DON’T be unrealistic about who you can hire
Obviously, we all want to hire the very best person for the job, but aiming too high can actually do more harm than good. There’s every chance that your ideal candidate doesn’t exist and you could be missing out on perfectly good employees in search of the holy grail. They may have other skills you hadn’t even considered, and you could always provide training to someone to fill in the gaps you think are missing.
DON’T ask the same old questions
Most interviewers will tell you that they hate hearing the same old answers churned out by candidates. However, the same could be said for interviewers asking the same old questions. Think up some new and inventive questions to really get the applicant thinking and using their imagination. Don’t ask, ”What are their three best and worst qualities?” They’ll never tell you something valuable. Ask situational questions, that require the candidate to recall past experiences such as what was your best/worst boss like? If you to come up with something different, you get better answers.
DON’T ask ‘yes’ or ‘no’ questions
Asking questions that could potentially just be answered with a simple ‘yes’ or ‘no’ is a surefire way of ensuring boring answers and a bad interview. You may think the onus is on the interviewee to elaborate, but it’s much more beneficial to ask questions that require more detailed responses. Ask behavioral questions that require the candidates to think on their feet about theoretical situations in order to get more out of them.

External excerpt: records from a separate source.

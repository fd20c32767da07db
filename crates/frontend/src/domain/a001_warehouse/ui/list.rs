use contracts::domain::a001_warehouse::PriorityOrderer;
use leptos::prelude::*;

use crate::domain::a001_warehouse::api;
use crate::shared::icons::icon;

/// Warehouse priority page: ordered list with up/down controls and
/// drag-and-drop, persisted on explicit save.
#[component]
#[allow(non_snake_case)]
pub fn WarehouseOrderPage() -> impl IntoView {
    let orderer = RwSignal::new(PriorityOrderer::default());
    let (loading, set_loading) = signal(true);
    let (error, set_error) = signal::<Option<String>>(None);
    let (saving, set_saving) = signal(false);
    let (notice, set_notice) = signal::<Option<String>>(None);
    // Row currently hovered during a drag, for highlighting only.
    let (drag_target, set_drag_target) = signal::<Option<usize>>(None);

    let fetch = move || {
        set_loading.set(true);
        wasm_bindgen_futures::spawn_local(async move {
            match api::fetch_warehouses().await {
                Ok(warehouses) => {
                    orderer.set(PriorityOrderer::from_fetched(warehouses));
                    set_error.set(None);
                }
                Err(e) => set_error.set(Some(e)),
            }
            set_loading.set(false);
        });
    };

    let handle_save = move || {
        if saving.get() {
            return;
        }
        set_saving.set(true);
        set_notice.set(None);
        let items = orderer.with(|o| o.items().to_vec());
        wasm_bindgen_futures::spawn_local(async move {
            match api::save_order(&items).await {
                Ok(()) => {
                    set_error.set(None);
                    set_notice.set(Some("Order saved".to_string()));
                    leptos::task::spawn_local(async move {
                        gloo_timers::future::TimeoutFuture::new(2000).await;
                        set_notice.set(None);
                    });
                }
                // In-memory order stays as-is so the operator can retry.
                Err(e) => set_error.set(Some(e)),
            }
            set_saving.set(false);
        });
    };

    fetch();

    view! {
        <div class="page">
            <div class="header">
                <div class="header__content">
                    <h1 class="header__title">{"Warehouse priority"}</h1>
                    <p class="header__subtitle">
                        {"Drag rows or use the arrows to change the display order, then save."}
                    </p>
                </div>
                <div class="header__actions">
                    <button
                        class="button button--primary"
                        on:click=move |_| handle_save()
                        disabled=move || saving.get() || loading.get()
                    >
                        {icon("save")}
                        {move || if saving.get() { "Saving..." } else { "Save order" }}
                    </button>
                    <button
                        class="button button--secondary"
                        on:click=move |_| fetch()
                        disabled=move || saving.get()
                    >
                        {icon("refresh")}
                        {"Reload"}
                    </button>
                </div>
            </div>

            {move || error.get().map(|e| view! {
                <div class="warning-box" style="background: var(--color-error-50); border-color: var(--color-error-100);">
                    <span class="warning-box__icon" style="color: var(--color-error);">"⚠"</span>
                    <span class="warning-box__text" style="color: var(--color-error);">{e}</span>
                    <button class="button button--smallall" on:click=move |_| fetch()>{"Retry"}</button>
                </div>
            })}

            {move || notice.get().map(|n| view! {
                <div class="notice-box">
                    {icon("check")}
                    <span>{n}</span>
                </div>
            })}

            <Show when=move || !loading.get() fallback=|| view! { <div class="page__loading">{"Loading..."}</div> }>
                <div class="table">
                    <table class="table__data table--striped">
                        <thead class="table__head">
                            <tr>
                                <th class="table__header-cell" style="width: 32px;"></th>
                                <th class="table__header-cell" style="width: 60px;">{"#"}</th>
                                <th class="table__header-cell">{"Name"}</th>
                                <th class="table__header-cell">{"Country"}</th>
                                <th class="table__header-cell">{"City"}</th>
                                <th class="table__header-cell">{"Active"}</th>
                                <th class="table__header-cell" style="width: 90px;">{"Move"}</th>
                            </tr>
                        </thead>
                        <tbody>
                            {move || {
                                let rows = orderer.with(|o| o.items().to_vec());
                                let last = rows.len().saturating_sub(1);
                                rows.into_iter().enumerate().map(|(index, row)| {
                                    let is_target = move || drag_target.get() == Some(index);
                                    view! {
                                        <tr
                                            class="table__row table__row--draggable"
                                            class:table__row--drop-target=is_target
                                            draggable="true"
                                            on:dragstart=move |ev: leptos::ev::DragEvent| {
                                                // Firefox needs data on the transfer to start a drag.
                                                if let Some(dt) = ev.data_transfer() {
                                                    let _ = dt.set_data("text/plain", &index.to_string());
                                                }
                                                orderer.update(|o| o.begin_drag(index));
                                            }
                                            on:dragover=move |ev: leptos::ev::DragEvent| {
                                                ev.prevent_default();
                                                set_drag_target.set(Some(index));
                                            }
                                            on:drop=move |ev: leptos::ev::DragEvent| {
                                                ev.prevent_default();
                                                set_drag_target.set(None);
                                                orderer.update(|o| { o.drop_on(index); });
                                            }
                                            on:dragend=move |_| {
                                                set_drag_target.set(None);
                                                orderer.update(|o| o.cancel_drag());
                                            }
                                        >
                                            <td class="table__cell table__cell--grip">{icon("grip")}</td>
                                            <td class="table__cell">{row.order}</td>
                                            <td class="table__cell">{row.name}</td>
                                            <td class="table__cell">{row.country}</td>
                                            <td class="table__cell">{row.city}</td>
                                            <td class="table__cell">
                                                {if row.is_active { "Active" } else { "Inactive" }}
                                            </td>
                                            <td class="table__cell">
                                                <button
                                                    class="button button--ghost button--smallall"
                                                    title="Move up"
                                                    disabled=index == 0
                                                    on:click=move |_| orderer.update(|o| o.move_up(index))
                                                >
                                                    {icon("arrow-up")}
                                                </button>
                                                <button
                                                    class="button button--ghost button--smallall"
                                                    title="Move down"
                                                    disabled=index == last
                                                    on:click=move |_| orderer.update(|o| o.move_down(index))
                                                >
                                                    {icon("arrow-down")}
                                                </button>
                                            </td>
                                        </tr>
                                    }
                                }).collect_view()
                            }}
                        </tbody>
                    </table>
                </div>
            </Show>
        </div>
    }
}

DON’T just focus on what people have done
A person’s past experience is important and should be a major focus of your interview. However, it shouldn’t be the only thing to base your judgments on. You should place a large focus on how people think, not just what they have achieved. Include interesting questions that shows that it’s important to really get into the mind of a candidate and imagine how they can push your company forward.
DON’T forget to sell yourself
It’s a bit of a cliché, but don’t forget that interviews are a two-way street. Yes, the person in front of you has expressed an interest in working for your company, but you need to sell yourself too. Don’t just assume that every candidate will bite your hand off for a job offer. You have to explain to them why working for you is a good career move. That could relate to salary, working environment, training, or whatever else. If you do nothing to sell your company to the applicant, then they might go elsewhere and you could miss out on a great employee. Great candidates have more options to them than ever before, so you need to show why yours is the one they should choose.
DON’T forget to follow up
This is probably the biggest gripe of all interviewees. They’ve taken the time to research your company, maybe told a little white lie to get out of work, and had the nerve wracking task of actually being interviewed. The least you can do is provide some feedback. It doesn’t take long to fire off a quick email thanking them for coming along and how they faired in the process. This allows unsuccessful candidates to take the feedback and improve for the future. This feedback might just help turn them into an excellent employee you can hire in the future.
Hopefully these tips will help you find the next great employee for your small business.